According to LSEG estimates, after the above US employment data, the market is assuming that the Fed will definitely pause its monetary policy easing cycle at this month's meeting. The market also predicts that the Fed will only cut interest rates slightly in 2025.
The greenback also extended gains after a University of Michigan consumer sentiment report showed that expectations for US consumer inflation for next year and beyond jumped in January.
The dollar briefly rose to its highest level against the Japanese yen since July after the data. The dollar has gained against the yen for five of the past six weeks.
Meanwhile, the US dollar index, which measures the greenback’s strength against a basket of major currencies, rose to its highest level since November 2022, marking its sixth consecutive weekly gain. This is the longest winning streak since 2023.

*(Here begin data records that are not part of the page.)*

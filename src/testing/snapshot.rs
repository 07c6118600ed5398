//! Snapshot rendering helpers.
//!
//! Converts canvases into plain-text strings for snapshot testing and
//! assertions: each canvas row becomes one line with trailing spaces
//! trimmed, and rows are joined with `'\n'`.

use crate::geometry::{Offset, Size};
use crate::render::{Canvas, CellStyle};
use crate::widget::Widget;

// ---------------------------------------------------------------------------
// Public API
// ---------------------------------------------------------------------------

/// Convert a canvas's cells to a plain text string.
pub fn canvas_to_string(canvas: &Canvas) -> String {
    let size = canvas.size();
    if size.is_empty() {
        return String::new();
    }

    let mut lines = Vec::with_capacity(size.height as usize);
    for y in 0..size.height {
        let mut row = String::with_capacity(size.width as usize);
        for x in 0..size.width {
            match canvas.get(x, y) {
                Some(cell) => row.push(cell.ch),
                None => row.push(' '),
            }
        }
        lines.push(row.trim_end().to_owned());
    }
    lines.join("\n")
}

/// Lay out and draw a widget at `width` x `height`, returning the text.
///
/// The widget is shown, allocated the full region at the origin, resized,
/// and drawn into a fresh canvas.
///
/// # Examples
///
/// ```
/// use coffer_tui::testing::{draw_to_string, Filler};
///
/// let output = draw_to_string(&mut Filler::new('#'), 4, 2);
/// assert_eq!(output, "####\n####");
/// ```
pub fn draw_to_string(widget: &mut dyn Widget, width: i32, height: i32) -> String {
    widget.show_all();
    widget.set_origin(Offset::new(0, 0));
    widget.set_allocation(Size::new(width, height));
    widget.resize();

    let mut canvas =
        Canvas::new(Offset::new(0, 0), Size::new(width, height), CellStyle::default());
    widget.draw(&mut canvas);
    canvas_to_string(&canvas)
}

// ===========================================================================
// Tests
// ===========================================================================
//! Cell and theme primitives.
//!
//! A [`Cell`] is one character plus its [`CellStyle`]. A [`Theme`] bundles the
//! fill rune and the two style aspects containers paint with: `content` for
//! the widget body (and scrollbar sliders) and `border` for frames and
//! scrollbar troughs. Colors are stored as optional strings that can be
//! parsed as named colors or `#rrggbb` hex values by the terminal driver.

// ---------------------------------------------------------------------------
// CellStyle
// ---------------------------------------------------------------------------

/// Visual style for a single terminal cell.
#[derive(Debug, Clone, PartialEq, Eq, Default)]
pub struct CellStyle {
    pub fg: Option<String>,
    pub bg: Option<String>,
    pub bold: bool,
    pub dim: bool,
    pub reverse: bool,
}

impl CellStyle {
    /// Create a new `CellStyle` with all attributes unset.
    pub fn new() -> Self {
        Self::default()
    }

    /// Copy of this style with the foreground color replaced.
    pub fn fg(mut self, color: &str) -> Self {
        self.fg = Some(color.to_owned());
        self
    }

    /// Copy of this style with the background color replaced.
    pub fn bg(mut self, color: &str) -> Self {
        self.bg = Some(color.to_owned());
        self
    }

    /// Copy of this style with the bold flag set.
    pub fn bold(mut self, bold: bool) -> Self {
        self.bold = bold;
        self
    }

    /// Copy of this style with the dim flag set.
    pub fn dim(mut self, dim: bool) -> Self {
        self.dim = dim;
        self
    }

    /// Copy of this style with the reverse-video flag set.
    pub fn reverse(mut self, reverse: bool) -> Self {
        self.reverse = reverse;
        self
    }
}

// ---------------------------------------------------------------------------
// Cell
// ---------------------------------------------------------------------------

/// A single terminal cell: one character with associated style.
#[derive(Debug, Clone, PartialEq, Eq)]
pub struct Cell {
    pub ch: char,
    pub style: CellStyle,
}

impl Cell {
    /// Create a new cell.
    pub fn new(ch: char, style: CellStyle) -> Self {
        Self { ch, style }
    }

    /// A blank (space) cell with default style.
    pub fn blank() -> Self {
        Self { ch: ' ', style: CellStyle::default() }
    }

    /// A blank (space) cell with the given style.
    pub fn blank_styled(style: CellStyle) -> Self {
        Self { ch: ' ', style }
    }
}

impl Default for Cell {
    fn default() -> Self {
        Self::blank()
    }
}

// ---------------------------------------------------------------------------
// Theme
// ---------------------------------------------------------------------------

/// Fill rune plus the style aspects a container paints with.
#[derive(Debug, Clone, PartialEq, Eq)]
pub struct Theme {
    /// The rune used when filling a region.
    pub fill: char,
    /// Style for widget content; scrollbars use it for the slider.
    pub content: CellStyle,
    /// Style for frames; scrollbars use it for the trough.
    pub border: CellStyle,
}

impl Theme {
    /// A monochrome theme: space fill, default styles, dim trough.
    pub fn mono() -> Self {
        Self {
            fill: ' ',
            content: CellStyle::new(),
            border: CellStyle::new().dim(true),
        }
    }
}

impl Default for Theme {
    fn default() -> Self {
        Self::mono()
    }
}

// ===========================================================================
// Tests
// ===========================================================================

#[cfg(test)]
mod tests {
    use super::*;

    #[test]
    fn cell_style_default_is_empty() {
        let style = CellStyle::default();
        assert!(style.fg.is_none());
        assert!(style.bg.is_none());
        assert!(!style.bold);
        assert!(!style.dim);
        assert!(!style.reverse);
    }

    #[test]
    fn cell_style_builders() {
        let style = CellStyle::new().fg("red").bg("#0000ff").bold(true).dim(true).reverse(true);
        assert_eq!(style.fg, Some("red".into()));
        assert_eq!(style.bg, Some("#0000ff".into()));
        assert!(style.bold);
        assert!(style.dim);
        assert!(style.reverse);
    }

    #[test]
    fn cell_new() {
        let cell = Cell::new('X', CellStyle::new().fg("white"));
        assert_eq!(cell.ch, 'X');
        assert_eq!(cell.style.fg, Some("white".into()));
    }

    #[test]
    fn cell_blank() {
        let cell = Cell::blank();
        assert_eq!(cell.ch, ' ');
        assert_eq!(cell.style, CellStyle::default());
        assert_eq!(Cell::default(), cell);
    }

    #[test]
    fn cell_blank_styled() {
        let style = CellStyle::new().bg("blue");
        let cell = Cell::blank_styled(style.clone());
        assert_eq!(cell.ch, ' ');
        assert_eq!(cell.style, style);
    }

    #[test]
    fn theme_mono_defaults() {
        let theme = Theme::mono();
        assert_eq!(theme.fill, ' ');
        assert!(theme.border.dim);
        assert_eq!(Theme::default(), theme);
    }
}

On the other hand, the euro has fallen to its lowest level against the dollar since October 2022. A Reuters poll this week showed that many foreign exchange experts expect the euro to reach parity with the dollar by 2025.
The euro fell below 1.03 euros to the dollar on Tuesday, hitting its lowest level since October 2022 and marking the second consecutive weekly decline for the euro. This development pushed the euro close to parity with the dollar, an important psychological milestone.
This price level is similar to the summer of 2022, when the Euro not only touched but fell below parity with the USD.
At that time, the Fed's aggressive rate hikes, the European Central Bank's (ECB) delayed response, and the European natural gas crisis created a "perfect storm" for the common currency. A "perfect storm" is an economic term that describes a convergence of the worst things happening at the same time.
Now, the euro is facing increasing pressure from Mr Trump's tariff plans, divergence in monetary policy between the Fed and ECB, and geopolitical uncertainty.
Although the euro has weakened significantly since Donald Trump's victory in the US presidential election in November 2024, the full impact of the economic policies of the Trump administration has yet to be seen.
As the market cautiously watches policy announcements from the Trump administration and the next direction from central banks, the possibility of the Euro reaching parity with the USD in the first half of 2025 is entirely possible.
Whether the euro continues to hit new lows will depend on the extent of US policy changes and Europe's ability to cope with these impacts.
In other currencies, the pound fell to its lowest since November 2023 against the dollar, continuing a decline in the previous session along with a sell-off in British government bonds on concerns about the country's public finances.